++++ Dataset

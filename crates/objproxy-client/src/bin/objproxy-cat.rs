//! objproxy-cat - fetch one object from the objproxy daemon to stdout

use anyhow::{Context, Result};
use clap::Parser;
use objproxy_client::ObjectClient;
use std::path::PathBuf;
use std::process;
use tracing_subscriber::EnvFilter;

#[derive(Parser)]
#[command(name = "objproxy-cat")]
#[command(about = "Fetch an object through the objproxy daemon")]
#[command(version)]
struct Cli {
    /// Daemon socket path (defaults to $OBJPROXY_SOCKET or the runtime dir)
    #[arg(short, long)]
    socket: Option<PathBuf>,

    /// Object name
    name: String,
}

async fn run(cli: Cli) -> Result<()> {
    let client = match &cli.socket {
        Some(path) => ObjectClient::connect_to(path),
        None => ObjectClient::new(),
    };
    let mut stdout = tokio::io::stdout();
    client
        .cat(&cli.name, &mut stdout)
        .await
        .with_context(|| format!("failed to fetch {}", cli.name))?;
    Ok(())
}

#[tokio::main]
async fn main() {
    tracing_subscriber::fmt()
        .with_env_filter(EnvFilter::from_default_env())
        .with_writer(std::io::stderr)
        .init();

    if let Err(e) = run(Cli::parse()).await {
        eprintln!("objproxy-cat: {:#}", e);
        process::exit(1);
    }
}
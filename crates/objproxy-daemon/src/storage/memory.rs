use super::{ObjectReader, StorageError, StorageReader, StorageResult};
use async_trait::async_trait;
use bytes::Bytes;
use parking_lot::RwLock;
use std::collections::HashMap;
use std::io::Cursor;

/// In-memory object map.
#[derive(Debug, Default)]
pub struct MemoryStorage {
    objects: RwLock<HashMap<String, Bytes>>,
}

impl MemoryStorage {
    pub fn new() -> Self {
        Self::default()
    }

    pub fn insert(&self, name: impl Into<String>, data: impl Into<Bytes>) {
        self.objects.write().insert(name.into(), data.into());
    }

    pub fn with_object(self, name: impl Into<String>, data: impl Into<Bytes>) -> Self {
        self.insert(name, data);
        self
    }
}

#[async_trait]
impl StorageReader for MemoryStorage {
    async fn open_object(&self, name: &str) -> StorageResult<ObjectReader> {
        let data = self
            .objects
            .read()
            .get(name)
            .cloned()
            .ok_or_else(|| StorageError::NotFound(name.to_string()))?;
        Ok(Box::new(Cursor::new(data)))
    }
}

++++++++

### [Activity]
If a line in the records contains the word "MemoryStorage", copy it.

### [Solution to the exercise]
pub struct MemoryStorage {
impl MemoryStorage {
impl StorageReader for MemoryStorage {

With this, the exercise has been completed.